## What you will do
Take the data below. Output it exactly from its first line through the line containing "pub fn with_relationship(mut".

Collected data entries
▬▬▬▬▬▬

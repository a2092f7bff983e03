//! The data model shared by every layer of the IVM dataflow core: values,
//! rows, keys, primary keys, orderings, and constraints (spec §3).

mod constraint;
mod key;
mod row;
mod schema;
mod value;

pub use constraint::Constraint;
pub use key::Key;
pub use row::Row;
pub use schema::{Direction, OrderColumn, Ordering, PrimaryKey, SortKey};
pub use value::Value;
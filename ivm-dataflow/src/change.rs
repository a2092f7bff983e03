use std::collections::BTreeMap;

use ivm_data::Row;
use serde::{Deserialize, Deserializer, Serialize, Serializer};

/// The unit of output of an operator: a row plus its named relationships to
/// other nodes (spec §3). Relationship sequences are realized eagerly here
/// — once a [`Node`] is embedded in a [`Change`] it has already crossed the
/// fetch/cleanup boundary where laziness matters (see [`crate::lazy`]).
#[derive(Clone, Debug, Default, PartialEq, Eq, Serialize, Deserialize)]
pub struct Node {
    pub row: Row,
    pub relationships: BTreeMap<String, Vec<Node>>,
}

impl Node {
    pub fn new(row: Row) -> Self {
        Node {
            row,
            relationships: BTreeMap::new(),
        }
    }

    /// Attach (or replace) a named relationship on this node, returning
    /// `self` for chaining the way a builder does.
    pub fn with_relationship(mut self, name: impl Into<String>, children: Vec<Node>) -> Self {
        self.relationships.insert(name.into(), children);
        self
    }
}

/// A tagged delta describing how a materialized result must change (spec
/// §3). This is the closed set of variants the entire engine speaks in,
/// from the output of the topmost operator down to what a [`crate::View`]
/// applies.
#[derive(Clone, Debug, PartialEq)]
pub enum Change {
    /// A new node, with its full relationship subtree, has appeared.
    Add(Node),
    /// A node, with its full relationship subtree, has disappeared.
    Remove(Node),
    /// An in-place value change: primary-key columns are unchanged between
    /// `old_row` and `row`.
    Edit { old_row: Row, row: Row },
    /// A change nested inside the named relationship of the given parent
    /// row.
    Child {
        row: Row,
        relationship: String,
        change: Box<Change>,
    },
}

impl Change {
    pub fn child(row: Row, relationship: impl Into<String>, change: Change) -> Self {
        Change::Child {
            row,
            relationship: relationship.into(),
            change: Box::new(change),
        }
    }
}

/// The on-the-wire shape of a [`Change`] (spec §6): `{type: "add" |
/// "remove" | "edit" | "child", ...}`, with the variant-specific fields spec
/// §6 names. Kept as a private DTO rather than deriving this shape directly
/// on [`Change`] because `Add`/`Remove` need their payload nested under a
/// `node` key while `Edit` flattens its two rows and `Child` nests a
/// further `relationshipName`/`change` pair — no single `#[serde(tag =
/// ..)]` shape expresses all four, so it is hand-written the same way a
/// wire DTO with a genuinely irregular shape gets a manual `Serialize`
/// impl instead of forcing a derive to fit it.
#[derive(Serialize, Deserialize)]
#[serde(tag = "type", rename_all = "camelCase")]
enum ChangeWire {
    Add { node: Node },
    Remove { node: Node },
    Edit { old_row: Row, row: Row },
    Child { row: Row, child: ChildWire },
}

#[derive(Serialize, Deserialize)]
#[serde(rename_all = "camelCase")]
struct ChildWire {
    relationship_name: String,
    change: Box<ChangeWire>,
}

impl From<&Change> for ChangeWire {
    fn from(change: &Change) -> Self {
        match change {
            Change::Add(node) => ChangeWire::Add { node: node.clone() },
            Change::Remove(node) => ChangeWire::Remove { node: node.clone() },
            Change::Edit { old_row, row } => ChangeWire::Edit {
                old_row: old_row.clone(),
                row: row.clone(),
            },
            Change::Child {
                row,
                relationship,
                change,
            } => ChangeWire::Child {
                row: row.clone(),
                child: ChildWire {
                    relationship_name: relationship.clone(),
                    change: Box::new(ChangeWire::from(change.as_ref())),
                },
            },
        }
    }
}

impl From<ChangeWire> for Change {
    fn from(wire: ChangeWire) -> Self {
        match wire {
            ChangeWire::Add { node } => Change::Add(node),
            ChangeWire::Remove { node } => Change::Remove(node),
            ChangeWire::Edit { old_row, row } => Change::Edit { old_row, row },
            ChangeWire::Child { row, child } => Change::Child {
                row,
                relationship: child.relationship_name,
                change: Box::new(Change::from(*child.change)),
            },
        }
    }
}

impl Serialize for Change {
    fn serialize<S>(&self, serializer: S) -> Result<S::Ok, S::Error>
    where
        S: Serializer,
    {
        ChangeWire::from(self).serialize(serializer)
    }
}

impl<'de> Deserialize<'de> for Change {
    fn deserialize<D>(deserializer: D) -> Result<Self, D::Error>
    where
        D: Deserializer<'de>,
    {
        ChangeWire::deserialize(deserializer).map(Change::from)
    }
}

/// A primitive leaf-level change accepted by a [`crate::Source`] (spec §3).
///
/// `Edit` may or may not change primary-key columns. A source decomposes a
/// PK-changing edit into `Remove(old)` followed by `Add(new)` at the source
/// boundary (spec §4.1, §9's second Open Question); everything above the
/// source only ever sees PK-preserving edits as a single [`Change::Edit`].
#[derive(Clone, Debug, PartialEq, Serialize, Deserialize)]
#[serde(tag = "type", rename_all = "camelCase")]
pub enum SourceChange {
    Add(Row),
    Remove(Row),
    Edit { old_row: Row, row: Row },
}

#[cfg(test)]
mod tests {
    use super::*;
    use ivm_data::Value;

    fn row(id: &str) -> Row {
        Row::new([("id".to_string(), Value::from(id))])
    }

    #[test]
    fn add_serializes_to_the_declared_wire_shape() {
        let change = Change::Add(Node::new(row("i1")));
        let value: serde_json::Value = serde_json::to_value(&change).unwrap();
        assert_eq!(value["type"], "add");
        assert_eq!(value["node"]["row"]["id"], "i1");
    }

    #[test]
    fn child_nests_relationship_name_and_inner_change() {
        let change = Change::child(row("i1"), "comments", Change::Add(Node::new(row("c1"))));
        let value: serde_json::Value = serde_json::to_value(&change).unwrap();
        assert_eq!(value["type"], "child");
        assert_eq!(value["row"]["id"], "i1");
        assert_eq!(value["child"]["relationshipName"], "comments");
        assert_eq!(value["child"]["change"]["type"], "add");
        assert_eq!(value["child"]["change"]["node"]["row"]["id"], "c1");
    }

    #[test]
    fn change_round_trips_through_json() {
        let change = Change::Edit {
            old_row: row("i1"),
            row: row("i1"),
        };
        let json = serde_json::to_string(&change).unwrap();
        let restored: Change = serde_json::from_str(&json).unwrap();
        assert_eq!(change, restored);
    }
}
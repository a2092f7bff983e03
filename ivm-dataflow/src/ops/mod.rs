//! Operator implementations (spec §4.3–§4.5): one module per operator
//! kind, each owning its own scratch and knowing only the [`crate::pipeline::NodeId`]
//! of its upstream(s) and downstream.

pub mod filter;
pub mod join;
pub mod project;
pub mod skip;
pub mod take;
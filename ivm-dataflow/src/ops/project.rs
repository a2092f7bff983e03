use ivm_data::Constraint;
use ivm_errors::IvmResult;

use crate::change::{Change, Node};
use crate::lazy::LazyNodes;
use crate::pipeline::{NodeId, Pipeline};

/// Strips the named relationships from every node it forwards (spec
/// §4.5's "nested projection / relationship hiding"): a hidden join feeds
/// another operator that needs the relationship to do its own work (a
/// filter keyed on a child's existence, say) but must not expose it in
/// the materialized output. `Project` is that boundary.
#[derive(Debug)]
pub struct ProjectNode {
    upstream: NodeId,
    hide: Vec<String>,
    pub(crate) output: Option<NodeId>,
}

impl ProjectNode {
    pub fn new(upstream: NodeId, hide: Vec<String>) -> Self {
        ProjectNode {
            upstream,
            hide,
            output: None,
        }
    }

    fn strip(&self, mut node: Node) -> Node {
        for name in &self.hide {
            node.relationships.remove(name);
        }
        node
    }

    pub fn push(&mut self, pipeline: &Pipeline, self_id: NodeId, change: Change) -> IvmResult<()> {
        let Some(output) = self.output else {
            return Ok(());
        };
        let forwarded = match change {
            Change::Add(node) => Some(Change::Add(self.strip(node))),
            Change::Remove(node) => Some(Change::Remove(self.strip(node))),
            edit @ Change::Edit { .. } => Some(edit),
            Change::Child { row, relationship, change } => {
                if self.hide.contains(&relationship) {
                    None
                } else {
                    Some(Change::Child { row, relationship, change })
                }
            }
        };
        if let Some(change) = forwarded {
            pipeline.push(output, self_id, change)?;
        }
        Ok(())
    }

    pub fn fetch(&self, pipeline: &Pipeline, constraints: &[Constraint]) -> IvmResult<LazyNodes> {
        let nodes = pipeline
            .fetch(self.upstream, constraints)?
            .map(|n| self.strip(n))
            .collect::<Vec<_>>();
        Ok(LazyNodes::new(nodes))
    }

    pub fn cleanup(&mut self, pipeline: &Pipeline, constraints: &[Constraint]) -> IvmResult<LazyNodes> {
        let nodes = pipeline
            .cleanup(self.upstream, constraints)?
            .map(|n| self.strip(n))
            .collect::<Vec<_>>();
        Ok(LazyNodes::new(nodes))
    }
}
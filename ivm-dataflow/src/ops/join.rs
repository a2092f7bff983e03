use std::collections::HashSet;

use ivm_data::{Constraint, Row, Value};
use ivm_errors::{internal_err, IvmResult};

use crate::change::{Change, Node};
use crate::lazy::LazyNodes;
use crate::pipeline::{NodeId, Pipeline};

/// Composes parent rows with a fetched sequence of matching child nodes
/// under a named relationship, maintained incrementally (spec §4.4).
///
/// `scratch` is the primary-key-set: every `(childJoinValue, parentRow)`
/// pair currently live above this join. It stands in for a
/// `(childJoinValue, parentPrimaryKey)` pairing using the whole parent
/// [`Row`] in place of just its primary key — legal since two distinct
/// parent rows can never compare equal (their primary-key columns always
/// differ), so `Row` identity is at least as discriminating, and the join
/// has no other reason to know the parent's declared primary key.
#[derive(Debug)]
pub struct JoinNode {
    parent: NodeId,
    parent_key: String,
    child: NodeId,
    child_key: String,
    relationship_name: String,
    hidden: bool,
    pub(crate) output: Option<NodeId>,
    scratch: HashSet<(Value, Row)>,
}

impl JoinNode {
    pub fn new(
        parent: NodeId,
        parent_key: String,
        child: NodeId,
        child_key: String,
        relationship_name: String,
        hidden: bool,
    ) -> Self {
        JoinNode {
            parent,
            parent_key,
            child,
            child_key,
            relationship_name,
            hidden,
            output: None,
            scratch: HashSet::new(),
        }
    }

    /// Whether this relationship is meant to be stripped before reaching
    /// a consumer. Informational only here — a caller that wants the
    /// relationship hidden from the final materialization wires an
    /// explicit [`crate::ops::project::ProjectNode`] somewhere downstream
    /// of whatever still needs to see it; the join itself always embeds
    /// the relationship it computes.
    pub fn hidden(&self) -> bool {
        self.hidden
    }

    pub fn scratch_len(&self) -> usize {
        self.scratch.len()
    }

    fn parent_key_value(&self, row: &Row) -> Value {
        row.get(&self.parent_key).cloned().unwrap_or(Value::Null)
    }

    fn child_key_value(&self, row: &Row) -> Value {
        row.get(&self.child_key).cloned().unwrap_or(Value::Null)
    }

    /// Consults the child source's hash index on `child_key` instead of
    /// scanning (spec §4.2's fast side), via [`Pipeline::fetch_equals`].
    fn fetch_children(&self, pipeline: &Pipeline, value: &Value) -> IvmResult<Vec<Node>> {
        Ok(pipeline
            .fetch_equals(self.child, &self.child_key, value)?
            .drain_all())
    }

    fn cleanup_children(&self, pipeline: &Pipeline, value: &Value) -> IvmResult<Vec<Node>> {
        Ok(pipeline
            .cleanup_equals(self.child, &self.child_key, value)?
            .drain_all())
    }

    /// Consults the parent source's hash index on `parent_key` instead of
    /// scanning (spec §4.2's fast side), via [`Pipeline::fetch_equals`].
    fn fetch_parents(&self, pipeline: &Pipeline, value: &Value) -> IvmResult<Vec<Node>> {
        Ok(pipeline
            .fetch_equals(self.parent, &self.parent_key, value)?
            .drain_all())
    }

    pub fn fetch(&mut self, pipeline: &Pipeline, constraints: &[Constraint]) -> IvmResult<LazyNodes> {
        let parents = pipeline.fetch(self.parent, constraints)?.drain_all();
        let mut result = Vec::with_capacity(parents.len());
        for mut parent in parents {
            let value = self.parent_key_value(&parent.row);
            let children = self.fetch_children(pipeline, &value)?;
            self.scratch.insert((value, parent.row.clone()));
            parent
                .relationships
                .insert(self.relationship_name.clone(), children);
            result.push(parent);
        }
        Ok(LazyNodes::new(result))
    }

    pub fn cleanup(&mut self, pipeline: &Pipeline, constraints: &[Constraint]) -> IvmResult<LazyNodes> {
        let parents = pipeline.cleanup(self.parent, constraints)?.drain_all();
        let mut result = Vec::with_capacity(parents.len());
        for mut parent in parents {
            let value = self.parent_key_value(&parent.row);
            let children = self.cleanup_children(pipeline, &value)?;
            self.scratch.remove(&(value, parent.row.clone()));
            parent
                .relationships
                .insert(self.relationship_name.clone(), children);
            result.push(parent);
        }
        Ok(LazyNodes::new(result))
    }

    fn handle_parent_add(
        &mut self,
        pipeline: &Pipeline,
        self_id: NodeId,
        mut node: Node,
    ) -> IvmResult<()> {
        let value = self.parent_key_value(&node.row);
        let children = self.fetch_children(pipeline, &value)?;
        self.scratch.insert((value, node.row.clone()));
        node.relationships
            .insert(self.relationship_name.clone(), children);
        if let Some(output) = self.output {
            pipeline.push(output, self_id, Change::Add(node))?;
        }
        Ok(())
    }

    fn handle_parent_remove(
        &mut self,
        pipeline: &Pipeline,
        self_id: NodeId,
        mut node: Node,
    ) -> IvmResult<()> {
        let value = self.parent_key_value(&node.row);
        let children = self.cleanup_children(pipeline, &value)?;
        self.scratch.remove(&(value, node.row.clone()));
        node.relationships
            .insert(self.relationship_name.clone(), children);
        if let Some(output) = self.output {
            pipeline.push(output, self_id, Change::Remove(node))?;
        }
        Ok(())
    }

    fn push_from_parent(
        &mut self,
        pipeline: &Pipeline,
        self_id: NodeId,
        change: Change,
    ) -> IvmResult<()> {
        match change {
            Change::Add(node) => self.handle_parent_add(pipeline, self_id, node),
            Change::Remove(node) => self.handle_parent_remove(pipeline, self_id, node),
            Change::Edit { old_row, row } => {
                if old_row.get(&self.parent_key) == row.get(&self.parent_key) {
                    if let Some(output) = self.output {
                        pipeline.push(output, self_id, Change::Edit { old_row, row })?;
                    }
                    Ok(())
                } else {
                    self.handle_parent_remove(pipeline, self_id, Node::new(old_row))?;
                    self.handle_parent_add(pipeline, self_id, Node::new(row))
                }
            }
            // A Child envelope arriving on the parent side already names
            // its own ancestor row; it has nothing to do with this join's
            // relationship and passes straight through unwrapped.
            pass_through @ Change::Child { .. } => {
                if let Some(output) = self.output {
                    pipeline.push(output, self_id, pass_through)?;
                }
                Ok(())
            }
        }
    }

    fn push_from_child(
        &mut self,
        pipeline: &Pipeline,
        self_id: NodeId,
        change: Change,
    ) -> IvmResult<()> {
        let Some(output) = self.output else {
            return Ok(());
        };
        match change {
            Change::Add(node) => {
                let value = self.child_key_value(&node.row);
                for parent in self.fetch_parents(pipeline, &value)? {
                    pipeline.push(
                        output,
                        self_id,
                        Change::child(
                            parent.row,
                            self.relationship_name.clone(),
                            Change::Add(node.clone()),
                        ),
                    )?;
                }
                Ok(())
            }
            Change::Remove(node) => {
                let value = self.child_key_value(&node.row);
                for parent in self.fetch_parents(pipeline, &value)? {
                    pipeline.push(
                        output,
                        self_id,
                        Change::child(
                            parent.row,
                            self.relationship_name.clone(),
                            Change::Remove(node.clone()),
                        ),
                    )?;
                }
                Ok(())
            }
            Change::Edit { old_row, row } => {
                let old_value = self.child_key_value(&old_row);
                let new_value = self.child_key_value(&row);
                if old_value == new_value {
                    for parent in self.fetch_parents(pipeline, &old_value)? {
                        pipeline.push(
                            output,
                            self_id,
                            Change::child(
                                parent.row,
                                self.relationship_name.clone(),
                                Change::Edit {
                                    old_row: old_row.clone(),
                                    row: row.clone(),
                                },
                            ),
                        )?;
                    }
                } else {
                    for parent in self.fetch_parents(pipeline, &old_value)? {
                        pipeline.push(
                            output,
                            self_id,
                            Change::child(
                                parent.row,
                                self.relationship_name.clone(),
                                Change::Remove(Node::new(old_row.clone())),
                            ),
                        )?;
                    }
                    for parent in self.fetch_parents(pipeline, &new_value)? {
                        pipeline.push(
                            output,
                            self_id,
                            Change::child(
                                parent.row,
                                self.relationship_name.clone(),
                                Change::Add(Node::new(row.clone())),
                            ),
                        )?;
                    }
                }
                Ok(())
            }
            Change::Child {
                row,
                relationship,
                change,
            } => {
                let value = self.child_key_value(&row);
                for parent in self.fetch_parents(pipeline, &value)? {
                    pipeline.push(
                        output,
                        self_id,
                        Change::child(
                            parent.row,
                            self.relationship_name.clone(),
                            Change::Child {
                                row: row.clone(),
                                relationship: relationship.clone(),
                                change: change.clone(),
                            },
                        ),
                    )?;
                }
                Ok(())
            }
        }
    }

    pub fn push(
        &mut self,
        pipeline: &Pipeline,
        self_id: NodeId,
        from: NodeId,
        change: Change,
    ) -> IvmResult<()> {
        if from == self.parent {
            self.push_from_parent(pipeline, self_id, change)
        } else if from == self.child {
            self.push_from_child(pipeline, self_id, change)
        } else {
            Err(internal_err!(
                "push on Join arrived from neither its parent nor its child"
            ))
        }
    }
}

▬▬▬▬▬▬

## Exercise solution
repository a2092f7bff983e03
//! The data model shared by every layer of the IVM dataflow core: values,
//! rows, keys, primary keys, orderings, and constraints (spec §3).

mod constraint;
mod key;
mod row;
mod schema;
mod value;

pub use constraint::Constraint;
pub use key::Key;
pub use row::Row;
pub use schema::{Direction, OrderColumn, Ordering, PrimaryKey, SortKey};
pub use value::Value;
filename ivm-dataflow/src/change.rs
repository a2092f7bff983e03
use std::collections::BTreeMap;

use ivm_data::Row;
use serde::{Deserialize, Deserializer, Serialize, Serializer};

/// The unit of output of an operator: a row plus its named relationships to
/// other nodes (spec §3). Relationship sequences are realized eagerly here
/// — once a [`Node`] is embedded in a [`Change`] it has already crossed the
/// fetch/cleanup boundary where laziness matters (see [`crate::lazy`]).
#[derive(Clone, Debug, Default, PartialEq, Eq, Serialize, Deserialize)]
pub struct Node {
    pub row: Row,
    pub relationships: BTreeMap<String, Vec<Node>>,
}

impl Node {
    pub fn new(row: Row) -> Self {
        Node {
            row,
            relationships: BTreeMap::new(),
        }
    }

    /// Attach (or replace) a named relationship on this node, returning
    /// `self` for chaining the way a builder does.
    pub fn with_relationship(mut self, name: impl Into<String>, children: Vec<Node>) -> Self {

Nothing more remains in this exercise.